Author: Andrew Tillman

Source: Center for American Progress

http://www.americanprogress.org/issues/2007/08/exclusion.html

Germany is home to 3.2 million Muslims, yet last month a small but vocal group staged a protest in Cologne to try to block plans for a Mosque. This kind of Muslim exclusionism has become a disturbing but growing trend in Western Europe.

Leading opponents of the mosque in Cologne—Manfred Rouhs, leader of a radical right-wing citizen’s movement known as Pro-Cologne, and Ralph Giordano, a respected German-Jewish writer and Holocaust survivor—cite the mosque’s largely Turkish constituency as a primary cause for concern. “These people only speak Turkish,” Rouhs told The New York Times. “They see no need to learn German.
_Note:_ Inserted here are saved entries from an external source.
use rodio::{Decoder, OutputStream, OutputStreamHandle, Source};
use std::collections::HashMap;

use super::{Cue, SoundCue};
use crate::config::AudioConfig;

/// SfxEngine handles low-latency sound effects.
/// It pre-loads samples into memory to ensure instant playback.
pub struct SfxEngine {
    stream_handle: OutputStreamHandle,
    samples: HashMap<Cue, Vec<u8>>,
    volume: f32,
}

impl SfxEngine {
    /// Returns (SfxEngine, OutputStream).
    /// The caller must keep the OutputStream alive; it cannot cross threads.
    pub fn open_default(config: &AudioConfig) -> Result<(Self, OutputStream), String> {
        let (stream, stream_handle) = OutputStream::try_default()
            .map_err(|e| format!("Failed to get default audio output: {}", e))?;
        Ok((Self::new(stream_handle, config), stream))
    }

    pub fn new(stream_handle: OutputStreamHandle, config: &AudioConfig) -> Self {
        let mut engine = Self {
            stream_handle,
            samples: HashMap::new(),
            volume: config.volume,
        };
        engine.preload_assets(config);
        engine
    }

    fn preload_assets(&mut self, config: &AudioConfig) {
        log::debug!("[Audio] Preloading SFX assets...");

        let assets = [(Cue::DialogOpened, config.open_cue.as_str())];

        for (cue, filename) in assets {
            let path = config.asset_dir.join(filename);
            match std::fs::read(&path) {
                Ok(data) => {
                    self.samples.insert(cue, data);
                    log::debug!("[Audio] Loaded: {:?}", cue);
                }
                Err(e) => {
                    log::warn!("[Audio] Failed to load {}: {}", path.display(), e);
                }
            }
        }
    }
}

impl SoundCue for SfxEngine {
    fn play(&self, cue: Cue) {
        let Some(data) = self.samples.get(&cue) else {
            log::warn!("[Audio] Sound not found: {:?}", cue);
            return;
        };

        // Re-decoding from the in-memory buffer is fast enough for short cues
        let cursor = std::io::Cursor::new(data.clone());
        match Decoder::new(cursor) {
            Ok(source) => {
                let source = source.amplify(self.volume).convert_samples();
                if let Err(e) = self.stream_handle.play_raw(source) {
                    log::warn!("[Audio] Playback failed for {:?}: {}", cue, e);
                }
            }
            Err(e) => log::warn!("[Audio] Decode error for {:?}: {}", cue, e),
        }
    }
}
We think that’s the wrong way, and because of this we are critical of the project.” In Giordano’s view, the mosque would be “an expression of the creeping Islamization of our land.”

The continued threat of terrorism may be part of what is making Europeans reluctant to embrace the Muslim community, but as USA Today notes, Muslims are essential to combating terrorism and securing global peace. Europe and the rest of the world cannot afford to continue to alienate this segment of the community.

Despite this warning, Germany isn’t the only one experiencing tensions. Former foreign secretary of Great Britain Jack Straw ignited an ongoing debate about the use of veils in British society when he wrote in The Lancashire Telegraph last year that he “felt uncomfortable about talking to someone ‘face-to-face’ who I could not see.” According to an Ipsos MORI poll conducted shortly afterwards, 59 percent of Londoners agreed with Straw’s insinuation that wearing veils is bad for race relations. And more recently, David Sexton, a columnist for The Evening Standard, wrote that the veil is “abusive, a walking rejection of all our freedoms.” It’s therefore unsurprising that some Muslim women who wear a veil report being the object of verbal abuse as well as legal action restricting their right to wear it.